::: Excerpted records

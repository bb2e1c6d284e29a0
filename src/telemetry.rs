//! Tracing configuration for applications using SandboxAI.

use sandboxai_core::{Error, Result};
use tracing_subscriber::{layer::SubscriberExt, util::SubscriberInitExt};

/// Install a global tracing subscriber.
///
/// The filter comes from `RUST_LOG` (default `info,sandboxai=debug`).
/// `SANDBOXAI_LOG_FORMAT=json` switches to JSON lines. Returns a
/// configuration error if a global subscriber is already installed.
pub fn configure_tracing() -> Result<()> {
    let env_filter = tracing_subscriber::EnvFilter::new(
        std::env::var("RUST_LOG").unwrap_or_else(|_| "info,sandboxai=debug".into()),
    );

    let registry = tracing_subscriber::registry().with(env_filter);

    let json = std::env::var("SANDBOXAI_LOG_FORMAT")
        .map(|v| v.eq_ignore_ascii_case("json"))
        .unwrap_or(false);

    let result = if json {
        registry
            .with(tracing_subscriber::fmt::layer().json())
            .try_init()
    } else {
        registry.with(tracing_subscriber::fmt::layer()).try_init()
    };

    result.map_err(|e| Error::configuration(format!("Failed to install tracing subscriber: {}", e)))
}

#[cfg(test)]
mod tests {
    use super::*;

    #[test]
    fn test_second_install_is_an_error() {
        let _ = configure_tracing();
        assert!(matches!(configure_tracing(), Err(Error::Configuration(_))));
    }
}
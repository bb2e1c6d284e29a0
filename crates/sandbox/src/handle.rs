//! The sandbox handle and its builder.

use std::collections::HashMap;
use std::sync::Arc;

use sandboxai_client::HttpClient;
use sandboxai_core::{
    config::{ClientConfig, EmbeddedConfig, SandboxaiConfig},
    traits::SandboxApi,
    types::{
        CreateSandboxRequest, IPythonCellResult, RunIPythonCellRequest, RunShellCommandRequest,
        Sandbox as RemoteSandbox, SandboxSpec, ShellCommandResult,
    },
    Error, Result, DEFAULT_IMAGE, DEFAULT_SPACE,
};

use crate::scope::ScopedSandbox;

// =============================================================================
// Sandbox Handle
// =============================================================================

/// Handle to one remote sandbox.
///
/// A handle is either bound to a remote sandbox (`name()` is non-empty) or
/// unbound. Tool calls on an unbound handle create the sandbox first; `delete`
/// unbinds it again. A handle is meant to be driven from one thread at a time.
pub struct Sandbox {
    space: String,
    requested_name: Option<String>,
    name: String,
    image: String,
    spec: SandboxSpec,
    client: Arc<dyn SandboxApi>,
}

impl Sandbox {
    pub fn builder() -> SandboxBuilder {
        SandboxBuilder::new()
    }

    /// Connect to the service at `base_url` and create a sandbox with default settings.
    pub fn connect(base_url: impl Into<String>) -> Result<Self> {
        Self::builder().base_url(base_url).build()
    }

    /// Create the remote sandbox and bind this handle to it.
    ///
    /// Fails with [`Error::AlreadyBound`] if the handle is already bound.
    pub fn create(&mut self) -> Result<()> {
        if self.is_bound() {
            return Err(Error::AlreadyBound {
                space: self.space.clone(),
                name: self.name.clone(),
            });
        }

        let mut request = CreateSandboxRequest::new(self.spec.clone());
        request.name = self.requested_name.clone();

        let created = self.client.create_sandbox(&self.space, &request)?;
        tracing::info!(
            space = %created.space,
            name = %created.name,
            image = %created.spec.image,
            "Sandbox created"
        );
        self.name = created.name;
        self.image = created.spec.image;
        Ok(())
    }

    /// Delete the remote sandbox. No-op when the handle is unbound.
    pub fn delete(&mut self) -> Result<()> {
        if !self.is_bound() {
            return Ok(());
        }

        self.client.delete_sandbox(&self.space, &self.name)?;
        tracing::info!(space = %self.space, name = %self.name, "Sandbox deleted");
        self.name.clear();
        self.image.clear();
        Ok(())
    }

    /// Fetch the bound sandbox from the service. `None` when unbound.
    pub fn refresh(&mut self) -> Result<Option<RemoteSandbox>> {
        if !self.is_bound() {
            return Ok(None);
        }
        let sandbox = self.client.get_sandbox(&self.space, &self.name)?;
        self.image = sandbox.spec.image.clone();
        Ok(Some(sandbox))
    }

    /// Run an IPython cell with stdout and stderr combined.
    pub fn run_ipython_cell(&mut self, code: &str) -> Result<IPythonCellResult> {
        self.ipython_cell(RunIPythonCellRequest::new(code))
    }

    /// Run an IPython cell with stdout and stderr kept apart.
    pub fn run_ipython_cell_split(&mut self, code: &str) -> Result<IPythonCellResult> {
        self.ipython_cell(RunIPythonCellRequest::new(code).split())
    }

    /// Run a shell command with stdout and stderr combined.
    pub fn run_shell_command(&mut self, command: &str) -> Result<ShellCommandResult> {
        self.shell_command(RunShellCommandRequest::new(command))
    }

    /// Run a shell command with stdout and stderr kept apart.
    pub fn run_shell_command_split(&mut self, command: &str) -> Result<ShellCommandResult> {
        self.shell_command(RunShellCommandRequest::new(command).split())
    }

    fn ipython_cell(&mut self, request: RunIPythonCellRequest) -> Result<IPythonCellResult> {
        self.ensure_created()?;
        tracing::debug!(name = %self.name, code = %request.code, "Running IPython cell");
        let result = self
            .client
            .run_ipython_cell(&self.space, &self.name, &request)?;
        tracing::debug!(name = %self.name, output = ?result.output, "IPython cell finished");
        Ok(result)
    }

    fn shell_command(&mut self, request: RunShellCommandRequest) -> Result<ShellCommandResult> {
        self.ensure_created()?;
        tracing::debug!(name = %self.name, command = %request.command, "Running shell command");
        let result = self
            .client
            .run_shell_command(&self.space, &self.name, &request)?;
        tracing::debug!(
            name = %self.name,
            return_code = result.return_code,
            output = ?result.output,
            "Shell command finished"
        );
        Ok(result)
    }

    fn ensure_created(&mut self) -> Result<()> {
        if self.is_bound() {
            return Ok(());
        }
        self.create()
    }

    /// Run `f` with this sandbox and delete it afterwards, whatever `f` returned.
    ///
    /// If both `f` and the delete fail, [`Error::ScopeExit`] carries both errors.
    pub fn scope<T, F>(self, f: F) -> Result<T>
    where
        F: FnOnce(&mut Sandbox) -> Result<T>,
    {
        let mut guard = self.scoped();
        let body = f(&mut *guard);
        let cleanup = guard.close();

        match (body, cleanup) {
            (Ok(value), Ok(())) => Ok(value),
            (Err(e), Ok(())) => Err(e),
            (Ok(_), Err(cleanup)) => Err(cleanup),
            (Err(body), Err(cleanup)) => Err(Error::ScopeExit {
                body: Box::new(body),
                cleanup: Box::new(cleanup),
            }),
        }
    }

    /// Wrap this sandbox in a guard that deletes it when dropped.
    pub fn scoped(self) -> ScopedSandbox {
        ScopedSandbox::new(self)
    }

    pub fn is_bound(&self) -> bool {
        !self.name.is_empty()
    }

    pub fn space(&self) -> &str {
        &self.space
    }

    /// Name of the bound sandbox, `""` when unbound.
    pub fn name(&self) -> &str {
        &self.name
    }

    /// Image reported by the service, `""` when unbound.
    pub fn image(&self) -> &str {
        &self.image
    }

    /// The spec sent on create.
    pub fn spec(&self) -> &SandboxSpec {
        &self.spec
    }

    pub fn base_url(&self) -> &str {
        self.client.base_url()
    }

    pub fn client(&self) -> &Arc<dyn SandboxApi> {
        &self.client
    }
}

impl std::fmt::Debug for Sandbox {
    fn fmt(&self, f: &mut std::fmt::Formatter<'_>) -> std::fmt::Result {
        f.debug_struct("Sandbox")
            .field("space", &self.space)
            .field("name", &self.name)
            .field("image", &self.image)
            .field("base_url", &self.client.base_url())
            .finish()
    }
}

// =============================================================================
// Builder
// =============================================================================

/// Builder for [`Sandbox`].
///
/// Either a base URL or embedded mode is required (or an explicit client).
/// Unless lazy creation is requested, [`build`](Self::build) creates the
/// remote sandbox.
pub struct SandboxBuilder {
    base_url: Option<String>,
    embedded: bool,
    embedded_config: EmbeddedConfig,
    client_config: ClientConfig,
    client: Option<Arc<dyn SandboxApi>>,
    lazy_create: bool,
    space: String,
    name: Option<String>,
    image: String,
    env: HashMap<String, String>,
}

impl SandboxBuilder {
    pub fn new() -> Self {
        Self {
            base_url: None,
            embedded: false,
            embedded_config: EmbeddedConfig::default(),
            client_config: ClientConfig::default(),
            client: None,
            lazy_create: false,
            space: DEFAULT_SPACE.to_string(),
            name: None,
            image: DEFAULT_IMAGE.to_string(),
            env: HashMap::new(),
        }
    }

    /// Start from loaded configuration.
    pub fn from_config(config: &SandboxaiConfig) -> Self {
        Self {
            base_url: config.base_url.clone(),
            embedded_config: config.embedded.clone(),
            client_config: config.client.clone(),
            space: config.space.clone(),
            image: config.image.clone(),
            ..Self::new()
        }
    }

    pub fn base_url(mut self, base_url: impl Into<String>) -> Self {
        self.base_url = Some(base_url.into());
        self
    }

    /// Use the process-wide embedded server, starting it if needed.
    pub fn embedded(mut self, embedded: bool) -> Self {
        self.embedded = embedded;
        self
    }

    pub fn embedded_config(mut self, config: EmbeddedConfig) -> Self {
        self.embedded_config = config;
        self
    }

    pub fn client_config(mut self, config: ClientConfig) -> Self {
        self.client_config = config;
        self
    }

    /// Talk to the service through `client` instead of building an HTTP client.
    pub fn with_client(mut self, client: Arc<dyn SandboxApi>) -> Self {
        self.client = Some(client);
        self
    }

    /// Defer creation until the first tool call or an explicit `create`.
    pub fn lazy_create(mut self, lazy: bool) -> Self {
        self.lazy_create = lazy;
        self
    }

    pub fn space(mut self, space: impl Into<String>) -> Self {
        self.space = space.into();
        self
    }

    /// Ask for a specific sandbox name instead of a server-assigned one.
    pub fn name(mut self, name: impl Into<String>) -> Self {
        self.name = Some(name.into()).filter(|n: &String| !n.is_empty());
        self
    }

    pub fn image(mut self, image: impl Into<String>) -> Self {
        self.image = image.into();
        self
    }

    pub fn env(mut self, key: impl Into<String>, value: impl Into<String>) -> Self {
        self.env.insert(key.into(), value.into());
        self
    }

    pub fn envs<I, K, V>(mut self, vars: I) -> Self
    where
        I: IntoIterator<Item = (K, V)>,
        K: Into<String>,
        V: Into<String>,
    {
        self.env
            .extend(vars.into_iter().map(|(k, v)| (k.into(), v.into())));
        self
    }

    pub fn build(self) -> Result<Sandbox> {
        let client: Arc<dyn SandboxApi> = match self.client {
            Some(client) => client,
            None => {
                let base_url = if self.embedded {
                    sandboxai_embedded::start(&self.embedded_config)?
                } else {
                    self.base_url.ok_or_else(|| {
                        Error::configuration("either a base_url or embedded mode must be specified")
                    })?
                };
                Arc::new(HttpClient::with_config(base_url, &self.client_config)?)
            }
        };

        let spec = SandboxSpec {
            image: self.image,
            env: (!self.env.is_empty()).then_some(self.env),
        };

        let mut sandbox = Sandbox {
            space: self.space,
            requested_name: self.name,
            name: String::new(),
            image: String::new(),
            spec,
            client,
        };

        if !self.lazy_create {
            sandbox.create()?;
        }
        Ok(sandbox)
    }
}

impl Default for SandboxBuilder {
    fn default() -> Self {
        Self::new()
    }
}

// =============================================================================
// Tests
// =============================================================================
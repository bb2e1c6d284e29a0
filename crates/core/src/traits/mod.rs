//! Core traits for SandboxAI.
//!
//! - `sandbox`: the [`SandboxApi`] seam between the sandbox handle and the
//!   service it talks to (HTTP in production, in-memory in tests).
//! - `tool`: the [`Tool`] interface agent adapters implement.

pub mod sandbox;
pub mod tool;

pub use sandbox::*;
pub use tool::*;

::::::

The task: Number of lines above containing the word "HashMap": state it and add nothing else.

Answer section: 3